外へ出かける前に、まずは応急処置=ファーストエイドの心構えを確認しましょう。自宅に準備している災害防災セットと同様に、みなさんは心のどこかで「自分に災害は起きない」と思っていないでしょうか?

アウトドアでも同じです。「ケガや事故は起きない」と思わず、家から一歩外へ出たらそこはもう野外。何が起きるかわかりません。たとえ設備が整ったキャンプ場であっても、もしものとき、救急車が10分以内に来るわけではありません。まずは、そのような環境下に行く自覚を持つことが大切です。

 

  

「私たちが提唱する野外災害救急法は、北米で『Wilderness First Aid』と呼ばれ、広く普及しています。日本語では『ウィルダネス状況下』と訳され、それは『傷病への決定的な処置(病院での医療的処置)を受けられるまで時間を要する状況』と定義しています」と国際山岳看護師の中村さん。

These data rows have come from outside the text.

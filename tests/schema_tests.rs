//! Schema validation: table presence, key constraints, and the CHECKs
//! that back the store's invariants.

use anyhow::Result;
use sqlx::SqlitePool;

async fn table_names(pool: &SqlitePool) -> Result<Vec<String>> {
    let tables = sqlx::query_scalar::<_, String>(
        "SELECT name FROM sqlite_master WHERE type='table' AND name NOT LIKE 'sqlite_%' ORDER BY name",
    )
    .fetch_all(pool)
    .await?;
    Ok(tables)
}

#[tokio::test]
async fn all_relation_tables_exist() -> Result<()> {
    let pool = plantbase::db::open_memory_store().await?;
    let tables = table_names(&pool).await?;

    for expected in [
        "plants",
        "plant_requirements",
        "plant_soil_types",
        "plant_growth_stages",
        "plant_interactions",
        "plant_seasonality",
        "plant_pests",
        "plant_diseases",
        "plant_nutrients",
    ] {
        assert!(
            tables.iter().any(|t| t == expected),
            "missing table '{}'",
            expected
        );
    }

    Ok(())
}

#[tokio::test]
async fn schema_creation_is_idempotent() -> Result<()> {
    let pool = plantbase::db::open_memory_store().await?;
    plantbase::db::schema::create_all_tables(&pool).await?;
    plantbase::db::schema::create_all_tables(&pool).await?;
    Ok(())
}

#[tokio::test]
async fn foreign_keys_reject_orphan_relations() -> Result<()> {
    let pool = plantbase::db::open_memory_store().await?;

    let result = sqlx::query(
        "INSERT INTO plant_requirements (plant_id, sunlight) VALUES ('ghost', 'full sun')",
    )
    .execute(&pool)
    .await;
    assert!(result.is_err(), "orphan requirement row must be rejected");

    Ok(())
}

#[tokio::test]
async fn interaction_checks_enforce_canonical_ordering() -> Result<()> {
    let pool = plantbase::db::open_memory_store().await?;
    for id in ["basil", "tomato"] {
        sqlx::query("INSERT INTO plants (plant_id, common_name) VALUES (?, ?)")
            .bind(id)
            .bind(id)
            .execute(&pool)
            .await?;
    }

    // Reversed pair violates the plant_a <= plant_b CHECK
    let reversed = sqlx::query(
        "INSERT INTO plant_interactions (plant_a, plant_b, type) VALUES ('tomato', 'basil', 'companion')",
    )
    .execute(&pool)
    .await;
    assert!(reversed.is_err());

    sqlx::query(
        "INSERT INTO plant_interactions (plant_a, plant_b, type) VALUES ('basil', 'tomato', 'companion')",
    )
    .execute(&pool)
    .await?;

    // Unknown interaction type is rejected
    let bad_type = sqlx::query(
        "INSERT INTO plant_interactions (plant_a, plant_b, type) VALUES ('basil', 'tomato', 'friendly')",
    )
    .execute(&pool)
    .await;
    assert!(bad_type.is_err());

    Ok(())
}

#[tokio::test]
async fn seasonality_checks_enforce_month_range_and_activity() -> Result<()> {
    let pool = plantbase::db::open_memory_store().await?;
    sqlx::query("INSERT INTO plants (plant_id, common_name) VALUES ('pea', 'Pea')")
        .execute(&pool)
        .await?;

    let bad_month = sqlx::query(
        "INSERT INTO plant_seasonality (plant_id, activity, start_month, end_month) VALUES ('pea', 'sowing', 13, 2)",
    )
    .execute(&pool)
    .await;
    assert!(bad_month.is_err());

    let bad_activity = sqlx::query(
        "INSERT INTO plant_seasonality (plant_id, activity, start_month, end_month) VALUES ('pea', 'pruning', 3, 5)",
    )
    .execute(&pool)
    .await;
    assert!(bad_activity.is_err());

    // Wrap-around windows (start > end) are legal
    sqlx::query(
        "INSERT INTO plant_seasonality (plant_id, activity, start_month, end_month) VALUES ('pea', 'sowing', 11, 2)",
    )
    .execute(&pool)
    .await?;

    Ok(())
}

#[tokio::test]
async fn soil_type_primary_key_deduplicates() -> Result<()> {
    let pool = plantbase::db::open_memory_store().await?;
    sqlx::query("INSERT INTO plants (plant_id, common_name) VALUES ('pea', 'Pea')")
        .execute(&pool)
        .await?;

    for _ in 0..2 {
        sqlx::query("INSERT OR IGNORE INTO plant_soil_types (plant_id, soil_type) VALUES ('pea', 'loam')")
            .execute(&pool)
            .await?;
    }

    let rows: i64 = sqlx::query_scalar("SELECT COUNT(*) FROM plant_soil_types")
        .fetch_one(&pool)
        .await?;
    assert_eq!(rows, 1);

    Ok(())
}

救急車が来るまでの間に、それぞれの事象に合った手当ができるように応急処置法を知り、ファーストエイドキットの使い方を知っておくことが大切です。単に物を揃えるだけではなく、講習会などで野外救急法を学んでおくと心強いでしょう。

  

ファーストエイドキットに正解はなし!

  

ファーストエイドキットの中身は、何人で、いつ(季節)、どこへ、何をするのかなどによって臨機応変に中身を変えてよいものであり、これが正解! という揃え方があるわけではありません。「次の例は、私たちが基本としている一例です」

 

[ファーストエイドキットの基本的な中身]

【01】ゴム手袋/出血時、直接血液(吐瀉物、体液なども含む)に触れると感染の恐れがあるため

【02】マスク・医療用テープ・ハサミ

【03】手指消毒液/基本は手指に使用。傷口などは水洗いを徹底することが重要で、消毒液に頼らないこと

【04】綿棒/傷口に砂利など異物が入った場合、それを掻き出すために使用

【05】テーピング/収縮性のあるもの。靴やギアのリペア用にも使える

【06】滅菌ガーゼ(大・中・小)

【07】ワセリン/やけど、切り傷、日焼けなどに万能

【08】穴の空いたペットボトルのキャップ/傷口などを洗うときに役立つ

【09】絆創膏(大・中・小)

【10】安全ピン(大きめで丈夫なもの)/腕のねんざ、骨折時に三角巾の代わりに衣服をまくり上げて止め、固定する

【11】ビニール袋/傷などの保護や、ゴム手袋の代わりなどに

【12】薬/痛み止めなどの服用薬は、自分が普段飲んでいるものを持参

【13】エマージェンシーシート/外気から身を守る。トラブルの起きた場所の気温が下がることもあるため

【14】カイロ/手足や体をを温めるため

【15】ライターと布ガムテープ/ガムテープを丸めて火をつけ着火剤のかわりに

  

三角巾の扱いは、さまざまな使い方があります。しかし、その方法を熟知していなければ、いざというときに活用するのは難しいので、保護や固定に使いこなせる人ならあってもOK。

そして、キットは防水性のあるものにまとめます。食品用のジップロックを使えば中身が見やすくて便利です。色が目立つバッグに入れた場合は、荷物のなかに紛れていてもすぐに見つけやすいというメリットがあります。